[Stored data entries]
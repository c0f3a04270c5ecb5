//! Watch: keep the controller running and stream activity until Ctrl-C.

use std::sync::Arc;

use tokio::sync::broadcast::error::RecvError;

use garage_core::{Activity, ActivityKind, ChannelStatus, ConnectionState, Controller, DeviceId};

use crate::cli::{GlobalOpts, WatchArgs};
use crate::config::Connection;
use crate::error::CliError;
use crate::output;

use super::util;

pub async fn handle(
    connection: Connection,
    args: WatchArgs,
    global: &GlobalOpts,
) -> Result<(), CliError> {
    let controller = Controller::new(connection.config, connection.session)?;
    // Subscribe before connecting so the initial refresh shows up too.
    let activity = controller.activity();
    controller.connect().await?;

    let result = stream(&controller, activity, &args, global).await;
    controller.shutdown().await;
    result
}

async fn stream(
    controller: &Controller,
    mut activity: tokio::sync::broadcast::Receiver<Arc<Activity>>,
    args: &WatchArgs,
    global: &GlobalOpts,
) -> Result<(), CliError> {
    let color = output::should_color(&global.color);
    let filter = args
        .garage
        .as_deref()
        .map(|g| controller.resolve_device(Some(g)))
        .transpose()?;

    for device in controller.devices_snapshot().iter() {
        if filter.as_ref().is_some_and(|f| *f != device.id) {
            continue;
        }
        let out = output::render_event(&global.output, device.as_ref(), |d| {
            format!(
                "{} {} is {}",
                util::local_time(Some(chrono::Utc::now())),
                d.name,
                output::door_label(d.door, color)
            )
        });
        output::print_output(&out, global.quiet);
    }

    let mut connection_state = controller.connection_state();
    let mut channel = controller.watch_channel_status().filter(|_| args.connection);

    loop {
        tokio::select! {
            _ = tokio::signal::ctrl_c() => {
                tracing::debug!("interrupted, stopping watch");
                return Ok(());
            }
            event = activity.recv() => match event {
                Ok(event) => {
                    if filter.is_some() && event.device_id != filter {
                        continue;
                    }
                    let out = output::render_event(&global.output, event.as_ref(), |a| {
                        describe(controller, a, color)
                    });
                    output::print_output(&out, global.quiet);
                }
                Err(RecvError::Lagged(skipped)) => {
                    tracing::warn!(skipped, "activity feed lagged");
                }
                Err(RecvError::Closed) => return Ok(()),
            },
            changed = connection_state.changed() => {
                if changed.is_err() {
                    return Ok(());
                }
                let state = connection_state.borrow_and_update().clone();
                if state == ConnectionState::SessionExpired {
                    return Err(CliError::SessionExpired { profile: String::new() });
                }
            }
            Some(status) = next_channel_status(&mut channel) => {
                let out = output::render_event(&global.output, &status, channel_line);
                output::print_output(&out, global.quiet);
            }
        }
    }
}

/// Next push stream status change; pending forever when not watched.
async fn next_channel_status(
    rx: &mut Option<tokio::sync::watch::Receiver<ChannelStatus>>,
) -> Option<ChannelStatus> {
    match rx {
        Some(rx) => match rx.changed().await {
            Ok(()) => Some(rx.borrow_and_update().clone()),
            Err(_) => None,
        },
        None => std::future::pending().await,
    }
}

fn channel_line(status: &ChannelStatus) -> String {
    let now = util::local_time(Some(chrono::Utc::now()));
    match (status.connected, &status.last_error) {
        (true, _) => format!("{now} push stream connected"),
        (false, Some(err)) => format!(
            "{now} push stream down ({err}), retry {}",
            status.reconnect_attempts
        ),
        (false, None) => format!("{now} push stream disconnected"),
    }
}

fn describe(controller: &Controller, activity: &Activity, color: bool) -> String {
    let name = activity
        .device_id
        .as_ref()
        .map_or_else(|| "backend".to_owned(), |id| display_name(controller, id));
    let what = match &activity.kind {
        ActivityKind::DoorChanged { from, to } => format!(
            "{} -> {}",
            output::door_label(*from, color),
            output::door_label(*to, color)
        ),
        ActivityKind::TransitionStarted { action } => format!("{action} requested"),
        ActivityKind::TransitionCompleted { state } => {
            format!("is {}", output::door_label(*state, color))
        }
        ActivityKind::TransitionReverted { state, reason } => format!(
            "reverted to {} ({reason})",
            output::door_label(*state, color)
        ),
        ActivityKind::CommandRelayed { action: Some(action) } => format!("{action} relayed"),
        ActivityKind::CommandRelayed { action: None } => "command relayed".into(),
        ActivityKind::BackendError { message } => format!("error: {message}"),
    };
    format!("{} {name} {what}", util::local_time(Some(activity.at)))
}

fn display_name(controller: &Controller, id: &DeviceId) -> String {
    controller
        .store()
        .device_by_id(id)
        .map_or_else(|| id.to_string(), |d| d.name.clone())
}
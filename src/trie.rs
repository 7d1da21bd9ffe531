use crate::node::{common_prefix_len, Edge, Node};
use crate::topk::{Collect, Suggestion, TermSink, TopK, Visit};
use crate::Config;

use std::convert::Infallible;

/// Answer to a prefix query.
#[derive(Debug, Clone, Default, PartialEq, Eq)]
pub struct Suggestions {
    /// Matching terms. Highest frequency first when the query was bounded,
    /// tree order otherwise.
    pub entries: Vec<Suggestion>,
    /// Frequency of the prefix itself when it is a stored term, else `0`.
    pub prefix_frequency: u64,
}

/// A radix trie of `(term, frequency)` pairs answering top-K prefix queries.
///
/// Frequencies only accumulate: adding an existing term merges into its
/// count, and there is no removal.
///
/// The trie has no interior locking. Shared use across threads needs an
/// external reader/writer lock: queries take `&self`, insertion takes
/// `&mut self`.
#[derive(Debug, Clone)]
pub struct PruningRadixTrie {
    root: Node,
    term_count: u64,
    pub(crate) term_count_at_last_persist: u64,
    config: Config,
}

/// Result of the structural half of an insertion.
struct Placed {
    /// Frequency to propagate up the insertion path.
    frequency: u64,
    /// A node became terminal that was not before.
    new_term: bool,
}

impl PruningRadixTrie {
    pub fn new() -> Self {
        Self::with_config(Config::default())
    }

    pub fn with_config(config: Config) -> Self {
        Self {
            root: Node::default(),
            term_count: 0,
            term_count_at_last_persist: 0,
            config,
        }
    }

    /// Number of distinct stored terms.
    pub fn len(&self) -> u64 {
        self.term_count
    }

    pub fn is_empty(&self) -> bool {
        self.term_count == 0
    }

    pub fn config(&self) -> &Config {
        &self.config
    }

    /// Read-only view of the tree. The root is never terminal.
    pub fn root(&self) -> &Node {
        &self.root
    }

    /// Merges `frequency` into the count stored for `term`.
    ///
    /// A zero `frequency` creates structure only. The empty term is ignored.
    /// Counts saturate at `u64::MAX`.
    pub fn add_term(&mut self, term: impl AsRef<[u8]>, frequency: u64) {
        let term = term.as_ref();
        if term.is_empty() {
            return;
        }

        let mut path = Vec::new();
        let placed = place(&mut self.root, term, frequency, &mut path);
        if placed.new_term {
            self.term_count += 1;
        }
        propagate(&mut self.root, &path, placed.frequency);
    }

    /// Frequency of `term` if it is stored.
    pub fn frequency(&self, term: impl AsRef<[u8]>) -> Option<u64> {
        let mut node = &self.root;
        let mut rest = term.as_ref();
        while !rest.is_empty() {
            let edge = node.edges.iter().find(|e| rest.starts_with(&e.label))?;
            rest = &rest[edge.label.len()..];
            node = &edge.child;
        }
        Some(node.terminal_frequency).filter(|&f| f > 0)
    }

    /// Terms starting with `prefix`.
    ///
    /// `k == 0` returns every match in tree order. Otherwise the `k` most
    /// frequent matches are returned, highest first, ties in tree order.
    /// `pruning` only changes how much of the tree is visited, never the
    /// answer.
    pub fn top_k_for_prefix(&self, prefix: impl AsRef<[u8]>, k: usize, pruning: bool) -> Suggestions {
        let prefix = prefix.as_ref();
        if k == 0 {
            self.collect(prefix, Collect::new(), pruning)
        } else {
            self.collect(prefix, TopK::new(k), pruning)
        }
    }

    fn collect<S>(&self, prefix: &[u8], mut sink: S, pruning: bool) -> Suggestions
    where
        S: TermSink<Error = Infallible> + Into<Vec<Suggestion>>,
    {
        let prefix_frequency = infallible(self.visit_prefix(prefix, &mut sink, pruning));
        Suggestions {
            entries: sink.into(),
            prefix_frequency,
        }
    }

    /// [`top_k_for_prefix`](Self::top_k_for_prefix) with the configured
    /// `k` and pruning.
    pub fn suggest(&self, prefix: impl AsRef<[u8]>) -> Suggestions {
        self.top_k_for_prefix(prefix, self.config.default_top_k, self.config.pruning)
    }

    /// Calls `f` for every stored term in tree order.
    pub fn for_each_term(&self, f: impl FnMut(&[u8], u64)) {
        let mut term = Vec::new();
        infallible(walk_subtree(&self.root, &mut term, &mut Visit(f), false));
    }

    /// Descends to the subtree matching `prefix` and feeds every terminal in
    /// it to `sink`. With `pruning`, subtrees the sink no longer
    /// [`wants`](TermSink::wants) are skipped.
    ///
    /// Returns the prefix's own frequency, `0` if it is not a stored term.
    pub fn visit_prefix<S: TermSink>(
        &self,
        prefix: &[u8],
        sink: &mut S,
        pruning: bool,
    ) -> Result<u64, S::Error> {
        let mut term = Vec::with_capacity(prefix.len() + 16);
        if prefix.is_empty() {
            walk_subtree(&self.root, &mut term, sink, pruning)?;
            return Ok(0);
        }

        let mut node = &self.root;
        let mut rest = prefix;
        'descend: loop {
            for edge in &node.edges {
                if edge.label.starts_with(rest) {
                    term.extend_from_slice(&edge.label);
                    let child = &edge.child;
                    if child.is_terminal() {
                        sink.accept(&term, child.terminal_frequency)?;
                    }
                    walk_subtree(child, &mut term, sink, pruning)?;
                    return Ok(if rest.len() == edge.label.len() {
                        child.terminal_frequency
                    } else {
                        0
                    });
                }
                if rest.starts_with(&edge.label) {
                    term.extend_from_slice(&edge.label);
                    rest = &rest[edge.label.len()..];
                    node = &edge.child;
                    continue 'descend;
                }
            }
            return Ok(0);
        }
    }
}

impl Default for PruningRadixTrie {
    fn default() -> Self {
        Self::new()
    }
}

impl<T: AsRef<[u8]>> Extend<(T, u64)> for PruningRadixTrie {
    fn extend<I: IntoIterator<Item = (T, u64)>>(&mut self, iter: I) {
        for (term, frequency) in iter {
            self.add_term(term, frequency);
        }
    }
}

impl<T: AsRef<[u8]>> FromIterator<(T, u64)> for PruningRadixTrie {
    fn from_iter<I: IntoIterator<Item = (T, u64)>>(iter: I) -> Self {
        let mut trie = Self::new();
        trie.extend(iter);
        trie
    }
}

#[inline]
fn infallible<T>(r: Result<T, Infallible>) -> T {
    r.unwrap_or_else(|never| match never {})
}

// =============================================================================
// Insertion
// =============================================================================

/// Makes the structural change for `term` below `root` and records, in
/// `path`, the edge index taken at every node from the root down to the
/// edge whose child received the frequency. Bounds and edge order are left
/// for [`propagate`].
fn place(root: &mut Node, term: &[u8], frequency: u64, path: &mut Vec<usize>) -> Placed {
    let mut node = root;
    let mut rest = term;
    loop {
        // Labels are prefix-free, so at most one edge shares a first byte.
        let found = node.edges.iter().enumerate().find_map(|(i, e)| {
            let common = common_prefix_len(rest, &e.label);
            (common > 0).then_some((i, common))
        });

        let Some((idx, common)) = found else {
            path.push(node.edges.len());
            node.edges.push(Edge::new(rest, Node::leaf(frequency)));
            return Placed {
                frequency,
                new_term: frequency > 0,
            };
        };
        path.push(idx);

        let label_len = node.edges[idx].label.len();
        if common == label_len {
            if common == rest.len() {
                let child = &mut node.edges[idx].child;
                let was_terminal = child.is_terminal();
                child.terminal_frequency = child.terminal_frequency.saturating_add(frequency);
                return Placed {
                    frequency: child.terminal_frequency,
                    new_term: !was_terminal && child.is_terminal(),
                };
            }
            rest = &rest[common..];
            node = &mut node.edges[idx].child;
            continue;
        }

        // The edge label runs past the divergence point: split it. The old
        // child moves under a new node reached by the shared prefix.
        let edge = &mut node.edges[idx];
        let old_child = std::mem::take(&mut edge.child);
        let old_bound = old_child.subtree_max_frequency;
        let mut branch = Node {
            edges: vec![Edge::new(&edge.label[common..], old_child)],
            terminal_frequency: 0,
            subtree_max_frequency: old_bound,
        };
        if common == rest.len() {
            // The new term ends at the split point.
            branch.terminal_frequency = frequency;
        } else {
            branch
                .edges
                .push(Edge::new(&rest[common..], Node::leaf(frequency)));
            path.push(1);
        }
        branch.raise_bound(frequency);
        edge.label = Box::from(&rest[..common]);
        edge.child = branch;
        return Placed {
            frequency,
            new_term: frequency > 0,
        };
    }
}

/// Raises the bound of every node along `path` to `frequency` and restores
/// descending edge order at each of them.
fn propagate(root: &mut Node, path: &[usize], frequency: u64) {
    let mut node = root;
    node.raise_bound(frequency);
    for &idx in path {
        node.edges[idx].child.raise_bound(frequency);
        let idx = node.sift_edge_forward(idx);
        node = &mut node.edges[idx].child;
    }
}

// =============================================================================
// Enumeration
// =============================================================================

struct Frame<'a> {
    node: &'a Node,
    next: usize,
    /// Length of `term` when this node was entered.
    depth: usize,
}

/// Depth-first walk of everything below `root`, visiting edges in their
/// stored order. `term` holds the bytes leading to `root` on entry.
///
/// With `pruning`, a node's remaining edges are abandoned as soon as the
/// sink no longer wants the next child's bound: siblings are sorted by
/// descending bound, so none of them can do better.
fn walk_subtree<'a, S: TermSink>(
    root: &'a Node,
    term: &mut Vec<u8>,
    sink: &mut S,
    pruning: bool,
) -> Result<(), S::Error> {
    let mut stack = vec![Frame {
        node: root,
        next: 0,
        depth: term.len(),
    }];

    while let Some(frame) = stack.last_mut() {
        let node: &'a Node = frame.node;
        let depth = frame.depth;
        let Some(edge) = node.edges.get(frame.next) else {
            stack.pop();
            continue;
        };
        frame.next += 1;

        let child = &edge.child;
        if pruning && !sink.wants(child.subtree_max_frequency) {
            stack.pop();
            continue;
        }

        term.truncate(depth);
        term.extend_from_slice(&edge.label);
        if child.is_terminal() {
            sink.accept(term, child.terminal_frequency)?;
        }
        if !child.edges.is_empty() {
            stack.push(Frame {
                node: child,
                next: 0,
                depth: term.len(),
            });
        }
    }
    Ok(())
}
//! Result accumulation for prefix enumeration.
//!
//! Enumeration is a single tree walk that hands every terminal it reaches
//! to a [`TermSink`]. The sink decides what to keep and tells the walk how
//! much of the remaining tree is still worth visiting.

use std::convert::Infallible;

/// A stored term together with its accumulated frequency.
#[derive(Debug, Clone, PartialEq, Eq)]
pub struct Suggestion {
    pub term: Vec<u8>,
    pub frequency: u64,
}

impl Suggestion {
    pub fn new(term: impl Into<Vec<u8>>, frequency: u64) -> Self {
        Self {
            term: term.into(),
            frequency,
        }
    }

    /// The term as UTF-8, if it is valid UTF-8.
    pub fn as_str(&self) -> Option<&str> {
        std::str::from_utf8(&self.term).ok()
    }
}

/// Receives terms discovered by a trie walk.
pub trait TermSink {
    type Error;

    /// Whether a subtree whose best frequency is `bound` could still change
    /// what this sink holds. Returning `false` lets a pruned walk stop
    /// visiting the current node's remaining edges.
    fn wants(&self, bound: u64) -> bool;

    /// Offers one terminal. `term` is only valid for the duration of the call.
    fn accept(&mut self, term: &[u8], frequency: u64) -> Result<(), Self::Error>;
}

/// Bounded list of the `k` most frequent terms, highest first.
///
/// Among equal frequencies, earlier-offered terms stay ahead of later ones.
#[derive(Debug, Clone)]
pub struct TopK {
    k: usize,
    entries: Vec<Suggestion>,
}

impl TopK {
    /// `k` must be non-zero; use [`Collect`] for unbounded results.
    pub fn new(k: usize) -> Self {
        debug_assert!(k > 0);
        Self {
            k,
            entries: Vec::with_capacity(k.min(64) + 1),
        }
    }

    #[inline]
    pub fn is_full(&self) -> bool {
        self.entries.len() >= self.k
    }

    /// Frequency of the k-th entry once the list is full.
    #[inline]
    pub fn floor(&self) -> Option<u64> {
        if self.is_full() {
            self.entries.last().map(|e| e.frequency)
        } else {
            None
        }
    }

    pub fn offer(&mut self, term: &[u8], frequency: u64) {
        if let Some(floor) = self.floor() {
            if frequency < floor {
                return;
            }
        }
        // First slot holding a strictly lower frequency: ties stay in
        // discovery order.
        let pos = self.entries.partition_point(|e| e.frequency >= frequency);
        if pos >= self.k {
            return;
        }
        self.entries.insert(pos, Suggestion::new(term, frequency));
        self.entries.truncate(self.k);
    }

    pub fn entries(&self) -> &[Suggestion] {
        &self.entries
    }

    pub fn into_vec(self) -> Vec<Suggestion> {
        self.entries
    }
}

impl From<TopK> for Vec<Suggestion> {
    fn from(top: TopK) -> Self {
        top.into_vec()
    }
}

impl TermSink for TopK {
    type Error = Infallible;

    #[inline]
    fn wants(&self, bound: u64) -> bool {
        self.floor().map_or(true, |floor| bound > floor)
    }

    #[inline]
    fn accept(&mut self, term: &[u8], frequency: u64) -> Result<(), Infallible> {
        self.offer(term, frequency);
        Ok(())
    }
}

/// Unbounded collector that keeps terms in discovery order.
#[derive(Debug, Clone, Default)]
pub struct Collect {
    entries: Vec<Suggestion>,
}

impl Collect {
    pub fn new() -> Self {
        Self::default()
    }

    pub fn into_vec(self) -> Vec<Suggestion> {
        self.entries
    }
}

impl From<Collect> for Vec<Suggestion> {
    fn from(c: Collect) -> Self {
        c.into_vec()
    }
}

impl TermSink for Collect {
    type Error = Infallible;

    #[inline]
    fn wants(&self, _bound: u64) -> bool {
        true
    }

    #[inline]
    fn accept(&mut self, term: &[u8], frequency: u64) -> Result<(), Infallible> {
        self.entries.push(Suggestion::new(term, frequency));
        Ok(())
    }
}

/// Adapts a closure into a sink that sees every terminal.
pub(crate) struct Visit<F>(pub(crate) F);

impl<F: FnMut(&[u8], u64)> TermSink for Visit<F> {
    type Error = Infallible;

    #[inline]
    fn wants(&self, _bound: u64) -> bool {
        true
    }

    #[inline]
    fn accept(&mut self, term: &[u8], frequency: u64) -> Result<(), Infallible> {
        (self.0)(term, frequency);
        Ok(())
    }
}
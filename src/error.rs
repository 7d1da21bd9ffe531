use std::io;
use std::path::PathBuf;

use thiserror::Error;

/// Failure of a persistence operation. The in-memory trie is left intact.
#[derive(Debug, Error)]
pub enum PersistError {
    #[error("term file not found: {path:?}")]
    NotFound { path: PathBuf },

    #[error("failed to access term file {path:?}: {source}")]
    Io {
        path: PathBuf,
        #[source]
        source: io::Error,
    },
}

impl PersistError {
    pub(crate) fn at(path: impl Into<PathBuf>, source: io::Error) -> Self {
        let path = path.into();
        if source.kind() == io::ErrorKind::NotFound {
            Self::NotFound { path }
        } else {
            Self::Io { path, source }
        }
    }
}
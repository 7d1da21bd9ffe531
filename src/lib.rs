//! # pruning-radix-trie
//!
//! A radix trie of `(term, frequency)` pairs that answers "the K most
//! frequent terms starting with this prefix" without scanning the whole
//! vocabulary.
//!
//! Every node records the largest frequency found anywhere below it, and
//! each node's edges are kept sorted by that bound, highest first. A top-K
//! query can therefore stop visiting a node's remaining edges as soon as the
//! next one cannot beat the current K-th result.
//!
//! ## Example
//!
//! ```rust
//! use pruning_radix_trie::PruningRadixTrie;
//!
//! let mut trie = PruningRadixTrie::new();
//! trie.add_term("apple", 5);
//! trie.add_term("appetizer", 3);
//! trie.add_term("appetite", 2);
//! trie.add_term("banana", 4);
//!
//! let found = trie.top_k_for_prefix("app", 3, true);
//! let terms: Vec<_> = found.entries.iter().map(|s| (s.as_str().unwrap(), s.frequency)).collect();
//! assert_eq!(terms, [("apple", 5), ("appetizer", 3), ("appetite", 2)]);
//! assert_eq!(found.prefix_frequency, 0);
//! ```
//!
//! Terms are plain byte strings compared byte by byte; no Unicode
//! segmentation is applied.

#![warn(clippy::all)]

mod error;
mod node;
mod persist;
mod topk;
mod trie;

pub use error::PersistError;
pub use node::{Edge, Node};
pub use persist::{ExportOutcome, ImportStats};
pub use topk::{Collect, Suggestion, TermSink, TopK};
pub use trie::{PruningRadixTrie, Suggestions};

// =============================================================================
// Configuration
// =============================================================================

/// Separates the term from its frequency in the term file.
pub const FIELD_SEPARATOR: u8 = b'\t';
/// Ends each record in the term file.
pub const RECORD_TERMINATOR: u8 = b'\n';
/// Result size used by [`PruningRadixTrie::suggest`] unless configured.
pub const DEFAULT_TOP_K: usize = 10;

/// Query defaults for a [`PruningRadixTrie`].
#[derive(Debug, Clone)]
pub struct Config {
    /// `k` for [`PruningRadixTrie::suggest`]; `0` returns every match.
    pub default_top_k: usize,
    /// Whether [`PruningRadixTrie::suggest`] prunes.
    pub pruning: bool,
}

impl Default for Config {
    fn default() -> Self {
        Self {
            default_top_k: DEFAULT_TOP_K,
            pruning: true,
        }
    }
}

#[cfg(test)]
mod proptests;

DESCRIPTION OF THE TASK | Write out exactly the lines from the one containing "impl Default for Config" through the end of the data, both included. Add nothing else.

EXPECTED ANSWER |
impl Default for Config {
    fn default() -> Self {
        Self {
            default_top_k: DEFAULT_TOP_K,
            pruning: true,
        }
    }
}

#[cfg(test)]
mod proptests;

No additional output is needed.